Gerald Cohen gcohen at UMR.EDU
Wed Jul 7 02:16:42 UTC 2004

At 1:40 PM -0400 7/6/04, Carolina Jimenez-Marcos wrote:
>Another question, why do thieves jimmy a lock?

   The instrument (a short crowbar) is a jimmy, so the question
becomes: why is the instrument so called?
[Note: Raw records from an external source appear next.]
impl NodeFactory {
    /// Creates a factory.
    #[must_use]
    pub const fn new() -> Self {
        Self
    }

    /// Creates a node with no source position.
    ///
    /// # Errors
    ///
    /// Returns `SqlError::InvalidArguments` if the payload breaks the
    /// contract of its node type.
    pub fn construct(&self, kind: NodeKind) -> Result<Node> {
        self.build(kind, None)
    }

    /// Creates a node covering `position` in the statement text.
    ///
    /// # Errors
    ///
    /// Returns `SqlError::InvalidArguments` if the payload breaks the
    /// contract of its node type.
    pub fn construct_at(&self, kind: NodeKind, position: Position) -> Result<Node> {
        self.build(kind, Some(position))
    }

    fn build(&self, kind: NodeKind, position: Option<Position>) -> Result<Node> {
        validate(&kind)?;
        let data_type = match &kind {
            NodeKind::Cast(cast) => Some(cast.target_type.clone()),
            _ => None,
        };
        trace!(node = kind.name(), ?position, "constructed node");
        Ok(Node::from_parts(kind, position, data_type))
    }

    /// Deep-copies a tree.
    ///
    /// The copy is equivalent to the original and shares nothing with it.
    /// Resolved data types are kept; source positions are not.
    #[must_use]
    pub fn copy(&self, node: &Node) -> Node {
        Node::from_parts(
            self.copy_kind(node.kind()),
            None,
            node.own_data_type().cloned(),
        )
    }

    /// Deep-copies a list, including its function application.
    #[must_use]
    pub fn copy_list(&self, list: &NodeList) -> NodeList {
        // Elements are copied as they are; a visitor may have placed nodes the
        // list would not accept through `push`.
        NodeList::from_parts(
            list.kind(),
            list.iter().map(|node| self.copy(node)).collect(),
            list.function_application().cloned(),
        )
    }

    fn copy_box(&self, node: &Node) -> Box<Node> {
        Box::new(self.copy(node))
    }

    fn copy_opt(&self, node: Option<&Node>) -> Option<Box<Node>> {
        node.map(|node| self.copy_box(node))
    }

    fn copy_opt_list(&self, list: Option<&NodeList>) -> Option<NodeList> {
        list.map(|list| self.copy_list(list))
    }

    #[allow(clippy::too_many_lines)]
    fn copy_kind(&self, kind: &NodeKind) -> NodeKind {
        match kind {
            NodeKind::Cursor(n) => NodeKind::Cursor(CursorNode {
                name: n.name.clone(),
                result_set: self.copy_box(&n.result_set),
                order_by_list: self.copy_opt_list(n.order_by_list.as_ref()),
                offset: self.copy_opt(n.offset.as_deref()),
                fetch_first: self.copy_opt(n.fetch_first.as_deref()),
            }),
            NodeKind::Insert(n) => NodeKind::Insert(InsertNode {
                target_table: n.target_table.clone(),
                target_columns: self.copy_opt_list(n.target_columns.as_ref()),
                result_set: self.copy_box(&n.result_set),
            }),
            NodeKind::Update(n) => NodeKind::Update(UpdateNode {
                target_table: n.target_table.clone(),
                correlation_name: n.correlation_name.clone(),
                set_clause: self.copy_list(&n.set_clause),
                where_clause: self.copy_opt(n.where_clause.as_deref()),
            }),
            NodeKind::Delete(n) => NodeKind::Delete(DeleteNode {
                target_table: n.target_table.clone(),
                correlation_name: n.correlation_name.clone(),
                where_clause: self.copy_opt(n.where_clause.as_deref()),
            }),
            NodeKind::CreateTable(n) => NodeKind::CreateTable(CreateTableNode {
                ddl: n.ddl.clone(),
                elements: self.copy_list(&n.elements),
                existence_check: n.existence_check,
            }),
            NodeKind::DropTable(n) => NodeKind::DropTable(DropTableNode {
                ddl: n.ddl.clone(),
                behavior: n.behavior,
                existence_check: n.existence_check,
            }),
            NodeKind::AlterTable(n) => NodeKind::AlterTable(AlterTableNode {
                ddl: n.ddl.clone(),
                action: match &n.action {
                    AlterTableAction::Elements {
                        change_type,
                        elements,
                        behavior,
                    } => AlterTableAction::Elements {
                        change_type: *change_type,
                        elements: self.copy_list(elements),
                        behavior: *behavior,
                    },
                    AlterTableAction::Truncate { behavior } => AlterTableAction::Truncate {
                        behavior: *behavior,
                    },
                    AlterTableAction::UpdateStatistics { all, index_name } => {
                        AlterTableAction::UpdateStatistics {
                            all: *all,
                            index_name: index_name.clone(),
                        }
                    }
                },
                existence_check: n.existence_check,
            }),
            NodeKind::CreateIndex(n) => NodeKind::CreateIndex(CreateIndexNode {
                ddl: n.ddl.clone(),
                table_name: n.table_name.clone(),
                unique: n.unique,
                columns: self.copy_list(&n.columns),
                join_type: n.join_type,
                existence_check: n.existence_check,
            }),
            NodeKind::DropIndex(n) => NodeKind::DropIndex(DropIndexNode {
                ddl: n.ddl.clone(),
                table_name: n.table_name.clone(),
                existence_check: n.existence_check,
            }),
            NodeKind::CreateSchema(n) => NodeKind::CreateSchema(CreateSchemaNode {
                ddl: n.ddl.clone(),
                existence_check: n.existence_check,
            }),
            NodeKind::DropSchema(n) => NodeKind::DropSchema(DropSchemaNode {
                ddl: n.ddl.clone(),
                behavior: n.behavior,
                existence_check: n.existence_check,
            }),
            NodeKind::SetSchema(n) => NodeKind::SetSchema(SetSchemaNode {
                schema_name: n.schema_name.clone(),
            }),
            NodeKind::SetConstraints(n) => NodeKind::SetConstraints(SetConstraintsNode {
                all: n.all,
                constraints: self.copy_opt_list(n.constraints.as_ref()),
                deferred: n.deferred,
            }),
            NodeKind::SetConfiguration(n) => NodeKind::SetConfiguration(SetConfigurationNode {
                variable: n.variable.clone(),
                value: n.value.clone(),
            }),
            NodeKind::TransactionControl(n) => {
                NodeKind::TransactionControl(TransactionControlNode {
                    operation: n.operation,
                })
            }
            NodeKind::ColumnDefinition(n) => NodeKind::ColumnDefinition(ColumnDefinitionNode {
                name: n.name.clone(),
                data_type: n.data_type.clone(),
                default_value: self.copy_opt(n.default_value.as_deref()),
                auto_increment: n.auto_increment,
            }),
            NodeKind::ConstraintDefinition(n) => {
                NodeKind::ConstraintDefinition(ConstraintDefinitionNode {
                    name: n.name.clone(),
                    constraint_type: n.constraint_type,
                    properties: n.properties.clone(),
                    column_list: self.copy_opt_list(n.column_list.as_ref()),
                    constraint_text: n.constraint_text.clone(),
                    check_condition: self.copy_opt(n.check_condition.as_deref()),
                    references: n.references.as_ref().map(|r| ForeignKeyReference {
                        table_name: r.table_name.clone(),
                        columns: self.copy_opt_list(r.columns.as_ref()),
                        on_delete: r.on_delete,
                        on_update: r.on_update,
                    }),
                    behavior: n.behavior,
                    verify_type: n.verify_type,
                })
            }
            NodeKind::IndexDefinition(n) => NodeKind::IndexDefinition(IndexDefinitionNode {
                name: n.name.clone(),
                unique: n.unique,
                columns: self.copy_list(&n.columns),
                join_type: n.join_type,
            }),
            NodeKind::ModifyColumn(n) => NodeKind::ModifyColumn(ModifyColumnNode {
                column_name: n.column_name.clone(),
                action: match &n.action {
                    ModifyColumnAction::Drop { behavior } => ModifyColumnAction::Drop {
                        behavior: *behavior,
                    },
                    ModifyColumnAction::SetDefault(value) => {
                        ModifyColumnAction::SetDefault(self.copy_box(value))
                    }
                    ModifyColumnAction::DropDefault => ModifyColumnAction::DropDefault,
                    ModifyColumnAction::SetNotNull => ModifyColumnAction::SetNotNull,
                    ModifyColumnAction::SetNull => ModifyColumnAction::SetNull,
                    ModifyColumnAction::SetDataType(ty) => {
                        ModifyColumnAction::SetDataType(ty.clone())
                    }
                },
            }),
            NodeKind::IndexColumn(n) => NodeKind::IndexColumn(IndexColumnNode {
                table_name: n.table_name.clone(),
                column_name: n.column_name.clone(),
                ascending: n.ascending,
            }),
            NodeKind::Constant(n) => NodeKind::Constant(ConstantNode {
                value: n.value.clone(),
            }),
            NodeKind::ColumnReference(n) => NodeKind::ColumnReference(ColumnReferenceNode {
                table_name: n.table_name.clone(),
                column_name: n.column_name.clone(),
            }),
            NodeKind::Parameter(n) => NodeKind::Parameter(ParameterNode { number: n.number }),
            NodeKind::UnaryOperator(n) => NodeKind::UnaryOperator(UnaryOperatorNode {
                operator: n.operator,
                operand: self.copy_box(&n.operand),
            }),
            NodeKind::ExtractOperator(n) => NodeKind::ExtractOperator(ExtractOperatorNode {
                field: n.field,
                operand: self.copy_box(&n.operand),
            }),
            NodeKind::BinaryOperator(n) => NodeKind::BinaryOperator(BinaryOperatorNode {
                operator: n.operator,
                left_operand: self.copy_box(&n.left_operand),
                right_operand: self.copy_box(&n.right_operand),
            }),
            NodeKind::BinaryListOperator(n) => {
                NodeKind::BinaryListOperator(BinaryListOperatorNode {
                    operator: n.operator,
                    left_operand: self.copy_box(&n.left_operand),
                    right_operand_list: self.copy_list(&n.right_operand_list),
                })
            }
            NodeKind::TernaryOperator(n) => NodeKind::TernaryOperator(TernaryOperatorNode {
                operator: n.operator,
                receiver: self.copy_box(&n.receiver),
                left_operand: self.copy_box(&n.left_operand),
                right_operand: self.copy_opt(n.right_operand.as_deref()),
            }),
            NodeKind::Conditional(n) => NodeKind::Conditional(ConditionalNode {
                test_condition: self.copy_box(&n.test_condition),
                then_node: self.copy_box(&n.then_node),
                else_node: self.copy_box(&n.else_node),
            }),
            NodeKind::Cast(n) => NodeKind::Cast(CastNode {
                operand: self.copy_box(&n.operand),
                target_type: n.target_type.clone(),
            }),
            NodeKind::Subquery(n) => NodeKind::Subquery(SubqueryNode {
                kind: n.kind,
                result_set: self.copy_box(&n.result_set),
                left_operand: self.copy_opt(n.left_operand.as_deref()),
            }),
            NodeKind::CurrentDatetime(n) => {
                NodeKind::CurrentDatetime(CurrentDatetimeNode { field: n.field })
            }
            NodeKind::Aggregate(n) => NodeKind::Aggregate(AggregateNode {
                name: n.name.clone(),
                operand: self.copy_opt(n.operand.as_deref()),
                distinct: n.distinct,
            }),
            NodeKind::HostToSql(n) => NodeKind::HostToSql(HostToSqlNode {
                method_call: self.copy_box(&n.method_call),
            }),
            NodeKind::SqlToHost(n) => NodeKind::SqlToHost(SqlToHostNode {
                value: self.copy_box(&n.value),
            }),
            NodeKind::MethodCall(n) => NodeKind::MethodCall(MethodCallNode {
                schema_name: n.schema_name.clone(),
                method_name: n.method_name.clone(),
                parameters: self.copy_list(&n.parameters),
            }),
            NodeKind::Select(n) => NodeKind::Select(SelectNode {
                distinct: n.distinct,
                result_columns: self.copy_list(&n.result_columns),
                from_list: self.copy_list(&n.from_list),
                where_clause: self.copy_opt(n.where_clause.as_deref()),
                group_by_list: self.copy_opt_list(n.group_by_list.as_ref()),
                having_clause: self.copy_opt(n.having_clause.as_deref()),
            }),
            NodeKind::Values(n) => NodeKind::Values(ValuesNode {
                rows: self.copy_list(&n.rows),
            }),
            NodeKind::RowResultSet(n) => NodeKind::RowResultSet(RowResultSetNode {
                values: self.copy_list(&n.values),
            }),
            NodeKind::SetOperation(n) => NodeKind::SetOperation(SetOperationNode {
                operator: n.operator,
                all: n.all,
                left_result_set: self.copy_box(&n.left_result_set),
                right_result_set: self.copy_box(&n.right_result_set),
            }),
            NodeKind::ResultColumn(n) => NodeKind::ResultColumn(ResultColumnNode {
                name: n.name.clone(),
                expression: self.copy_box(&n.expression),
            }),
            NodeKind::AllResultColumn(n) => NodeKind::AllResultColumn(AllResultColumnNode {
                table_name: n.table_name.clone(),
            }),
            NodeKind::FromBaseTable(n) => NodeKind::FromBaseTable(FromBaseTableNode {
                table_name: n.table_name.clone(),
                correlation_name: n.correlation_name.clone(),
            }),
            NodeKind::FromSubquery(n) => NodeKind::FromSubquery(FromSubqueryNode {
                subquery: self.copy_box(&n.subquery),
                correlation_name: n.correlation_name.clone(),
            }),
            NodeKind::Join(n) => NodeKind::Join(JoinNode {
                join_type: n.join_type,
                left_result_set: self.copy_box(&n.left_result_set),
                right_result_set: self.copy_box(&n.right_result_set),
                join_clause: self.copy_opt(n.join_clause.as_deref()),
                using_clause: self.copy_opt_list(n.using_clause.as_ref()),
            }),
            NodeKind::OrderByColumn(n) => NodeKind::OrderByColumn(OrderByColumnNode {
                expression: self.copy_box(&n.expression),
                ascending: n.ascending,
                nulls: n.nulls,
            }),
            NodeKind::TableName(n) => NodeKind::TableName(n.clone()),
        }
    }
}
     The answer is apparently unknown, but note 19th century cant
"neddy" (a club; apparently from Cockney rhyming slang "Uncle Ned" =

    Similarly, note 19th century British cant "jemmy" (crowbar;
Americanized to "jimmy"), which I believe may derive from Cockney
rhyming slang "Jem" from "Jem Mace" (= face). In the 1860's memoirs
of  a London thief is an incident in which the author and his pal Joe
try to burglarize a home at night while the family is asleep. But the
husband--a big fellow--wakes up and comes out of his room towards the
two burglars. Joe wastes no time and clobbers the fellow in the face
with his "jemmy," dropping him instantly and thereby permitting the
two to escape.

    This sort of criminal context might have provided the start for
"jemmy", although, of course, its usual purpose is to pry things open.